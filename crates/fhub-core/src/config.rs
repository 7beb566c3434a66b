//! Configuration parsing for the fhub stream client.
//!
//! The runner reads its settings from a single JSON file with a `logging`
//! block and a `stream` block. Every field except the symbol list has a
//! default, and the API key may come from the environment instead.
//!
//! # Example config
//!
//! ```json
//! {
//!   "logging": { "level": "info", "log_dir": "/tmp/log", "module_name": "fhub" },
//!   "stream": {
//!     "symbols": ["AAPL", "MSFT", "BINANCE:BTCUSDT"],
//!     "max_history": 1000,
//!     "connect_timeout_sec": 5
//!   }
//! }
//! ```

use std::time::Duration;

use serde::Deserialize;
use url::Url;

use crate::error::{FhubError, Result};
use crate::types::DEFAULT_MAX_HISTORY;

/// Environment variable consulted when `stream.api_key` is not set.
pub const API_KEY_ENV: &str = "FINNHUB_API_KEY";

/// Default streaming endpoint.
pub const DEFAULT_WS_URL: &str = "wss://ws.finnhub.io";

/// Top-level application config, deserialized from a JSON file.
#[derive(Debug, Clone, Default, Deserialize)]
pub struct AppConfig {
    /// Logging settings.
    #[serde(default)]
    pub logging: LoggingConfig,

    /// Subscription settings.
    #[serde(default)]
    pub stream: StreamConfig,
}

/// Logging settings consumed by [`crate::logging::init_logging`].
#[derive(Debug, Clone, Deserialize)]
pub struct LoggingConfig {
    /// Default level if `RUST_LOG` is not set (e.g. `"info"`).
    #[serde(default = "default_log_level")]
    pub level: String,
    /// Optional directory for daily-rotating log files.
    pub log_dir: Option<String>,
    /// Log file prefix.
    #[serde(default = "default_module_name")]
    pub module_name: String,
    /// Emit console logs as JSON lines.
    #[serde(default)]
    pub json: bool,
}

impl Default for LoggingConfig {
    fn default() -> Self {
        Self {
            level: default_log_level(),
            log_dir: None,
            module_name: default_module_name(),
            json: false,
        }
    }
}

/// Settings for one streaming subscription.
#[derive(Debug, Clone, Deserialize)]
pub struct StreamConfig {
    /// API key. Falls back to the `FINNHUB_API_KEY` environment variable.
    pub api_key: Option<String>,

    /// Streaming endpoint without the token query parameter.
    #[serde(default = "default_ws_url")]
    pub ws_url: String,

    /// Symbols to subscribe (e.g. `["AAPL", "BINANCE:BTCUSDT"]`).
    #[serde(default)]
    pub symbols: Vec<String>,

    /// Trades kept per symbol; 0 disables history.
    #[serde(default = "default_max_history")]
    pub max_history: usize,

    /// How long `connect` waits for the connection to open.
    #[serde(default = "default_connect_timeout_sec")]
    pub connect_timeout_sec: u64,

    /// How often `connect` checks for readiness.
    #[serde(default = "default_ready_poll_interval_ms")]
    pub ready_poll_interval_ms: u64,

    /// Websocket ping keep-alive interval. Disabled when absent.
    pub ping_interval_sec: Option<u64>,

    /// Log every raw inbound frame at `trace` level.
    #[serde(default)]
    pub trace_frames: bool,

    /// Capacity of the observer event channel.
    #[serde(default = "default_event_capacity")]
    pub event_capacity: usize,

    /// Trades buffered between the receive task and the callback worker.
    /// Trades arriving while it is full are dropped with a warning.
    #[serde(default = "default_dispatch_capacity")]
    pub dispatch_capacity: usize,
}

impl Default for StreamConfig {
    fn default() -> Self {
        Self {
            api_key: None,
            ws_url: default_ws_url(),
            symbols: Vec::new(),
            max_history: default_max_history(),
            connect_timeout_sec: default_connect_timeout_sec(),
            ready_poll_interval_ms: default_ready_poll_interval_ms(),
            ping_interval_sec: None,
            trace_frames: false,
            event_capacity: default_event_capacity(),
            dispatch_capacity: default_dispatch_capacity(),
        }
    }
}

impl StreamConfig {
    /// Config with the given key and all defaults.
    pub fn with_api_key(api_key: impl Into<String>) -> Self {
        Self {
            api_key: Some(api_key.into()),
            ..Self::default()
        }
    }

    /// Returns the configured API key, or the one from the environment.
    pub fn resolve_api_key(&self) -> Result<String> {
        let key = match &self.api_key {
            Some(k) => k.clone(),
            None => std::env::var(API_KEY_ENV)
                .map_err(|_| FhubError::Config(format!("no api_key configured and {API_KEY_ENV} not set")))?,
        };
        if key.trim().is_empty() {
            return Err(FhubError::Config("api_key is empty".into()));
        }
        Ok(key)
    }

    /// Full websocket URL with the API key as the `token` query parameter.
    pub fn endpoint_url(&self) -> Result<String> {
        let key = self.resolve_api_key()?;
        let mut url = Url::parse(&self.ws_url).map_err(|e| FhubError::Config(format!("ws_url: {e}")))?;
        if !matches!(url.scheme(), "ws" | "wss") {
            return Err(FhubError::Config(format!("ws_url must be ws:// or wss://, got {}", self.ws_url)));
        }
        url.query_pairs_mut().append_pair("token", &key);
        Ok(url.into())
    }

    /// Checks that the settings describe a connectable subscription.
    pub fn validate(&self) -> Result<()> {
        self.endpoint_url()?;
        if self.connect_timeout_sec == 0 {
            return Err(FhubError::Config("connect_timeout_sec must be > 0".into()));
        }
        if self.ready_poll_interval_ms == 0 {
            return Err(FhubError::Config("ready_poll_interval_ms must be > 0".into()));
        }
        if self.event_capacity == 0 {
            return Err(FhubError::Config("event_capacity must be > 0".into()));
        }
        if self.dispatch_capacity == 0 {
            return Err(FhubError::Config("dispatch_capacity must be > 0".into()));
        }
        Ok(())
    }

    pub fn connect_timeout(&self) -> Duration {
        Duration::from_secs(self.connect_timeout_sec)
    }

    pub fn ready_poll_interval(&self) -> Duration {
        Duration::from_millis(self.ready_poll_interval_ms)
    }

    pub fn ping_interval(&self) -> Option<Duration> {
        self.ping_interval_sec.map(Duration::from_secs)
    }
}

fn default_log_level() -> String {
    "info".into()
}

fn default_module_name() -> String {
    "fhub".into()
}

fn default_ws_url() -> String {
    DEFAULT_WS_URL.into()
}

fn default_max_history() -> usize {
    DEFAULT_MAX_HISTORY
}

fn default_connect_timeout_sec() -> u64 {
    5
}

fn default_ready_poll_interval_ms() -> u64 {
    100
}

fn default_event_capacity() -> usize {
    1024
}

fn default_dispatch_capacity() -> usize {
    8192
}

/// Load and parse a JSON config file.
pub fn load_config(path: &std::path::Path) -> Result<AppConfig> {
    let content = std::fs::read_to_string(path)?;
    let config: AppConfig = serde_json::from_str(&content)?;
    Ok(config)
}
//! Per-symbol live state: the latest trade plus a bounded rolling history.
//!
//! History is a `VecDeque` used as a FIFO ring: each trade is pushed to the
//! back and, once the bound is exceeded, the front is popped. Both operations
//! are O(1), so retention cost does not grow with `max_history`.

use std::collections::VecDeque;

use chrono::{DateTime, Utc};
use serde::Serialize;

use super::trade::TradeRecord;

/// Default number of trades retained per symbol.
pub const DEFAULT_MAX_HISTORY: usize = 1000;

/// Latest known market state for one symbol.
#[derive(Debug, Clone, PartialEq, Serialize)]
pub struct Ticker {
    symbol: String,
    price: Option<f64>,
    volume: Option<f64>,
    timestamp: Option<DateTime<Utc>>,
    trade_count: u64,
    max_history: usize,
    history: VecDeque<TradeRecord>,
}

impl Ticker {
    /// Create an empty ticker. `max_history = 0` disables history retention.
    pub fn new(symbol: impl Into<String>, max_history: usize) -> Self {
        Self {
            symbol: symbol.into(),
            price: None,
            volume: None,
            timestamp: None,
            trade_count: 0,
            max_history,
            // Capacity grows lazily; a 1000-deep history for a symbol that
            // never trades should not cost anything.
            history: VecDeque::new(),
        }
    }

    /// Record a trade as the latest state and append it to history.
    ///
    /// Values are taken as-is, with no sign or magnitude checks.
    pub fn apply_trade(&mut self, price: f64, volume: f64, timestamp: DateTime<Utc>) {
        self.price = Some(price);
        self.volume = Some(volume);
        self.timestamp = Some(timestamp);
        self.trade_count += 1;

        if self.max_history == 0 {
            return;
        }
        self.history.push_back(TradeRecord { price, volume, timestamp });
        while self.history.len() > self.max_history {
            self.history.pop_front();
        }
    }

    pub fn symbol(&self) -> &str {
        &self.symbol
    }

    pub fn price(&self) -> Option<f64> {
        self.price
    }

    pub fn volume(&self) -> Option<f64> {
        self.volume
    }

    pub fn timestamp(&self) -> Option<DateTime<Utc>> {
        self.timestamp
    }

    /// Number of trades applied since creation, including evicted ones.
    pub fn trade_count(&self) -> u64 {
        self.trade_count
    }

    pub fn max_history(&self) -> usize {
        self.max_history
    }

    /// Retained trades, oldest first.
    pub fn history(&self) -> &VecDeque<TradeRecord> {
        &self.history
    }

    /// The most recent trade, if any has been applied.
    pub fn last_trade(&self) -> Option<TradeRecord> {
        match (self.price, self.volume, self.timestamp) {
            (Some(price), Some(volume), Some(timestamp)) => Some(TradeRecord { price, volume, timestamp }),
            _ => None,
        }
    }
}

impl std::fmt::Display for Ticker {
    fn fmt(&self, f: &mut std::fmt::Formatter<'_>) -> std::fmt::Result {
        let price = self.price.map(|p| p.to_string()).unwrap_or_else(|| "-".into());
        let volume = self.volume.map(|v| v.to_string()).unwrap_or_else(|| "-".into());
        let ts = self.timestamp.map(|t| t.to_rfc3339()).unwrap_or_else(|| "-".into());
        write!(
            f,
            "Ticker(symbol: {}, last price: {price}, last datetime: {ts}, last volume: {volume}, history records: {})",
            self.symbol,
            self.history.len()
        )
    }
}
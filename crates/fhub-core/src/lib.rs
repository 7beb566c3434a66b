//! # fhub-core
//!
//! Core crate for the fhub live trade-stream client, providing:
//!
//! - **Types** (`types`): `Ticker` state, decoded trade ticks, history records
//! - **Configuration** (`config`): JSON config deserialization and validation
//! - **Error types** (`error`): domain-specific `FhubError` via thiserror
//! - **WebSocket** (`ws`): `Transport` trait and the tokio-tungstenite connection
//! - **Time utilities** (`time_util`): epoch-millisecond conversion
//! - **Logging** (`logging`): tracing-based structured logging

pub mod config;
pub mod error;
pub mod logging;
pub mod time_util;
pub mod types;
pub mod ws;

pub use error::{FhubError, Result};
// Re-export types at crate root for convenience.
pub use types::*;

[Try it]: Look over the entries above. Copy every line that contains the word "derive".

[Answer space]:
#[derive(Debug, Clone, Default, Deserialize)]
#[derive(Debug, Clone, Deserialize)]
#[derive(Debug, Clone, Deserialize)]
#[derive(Debug, Clone, PartialEq, Serialize)]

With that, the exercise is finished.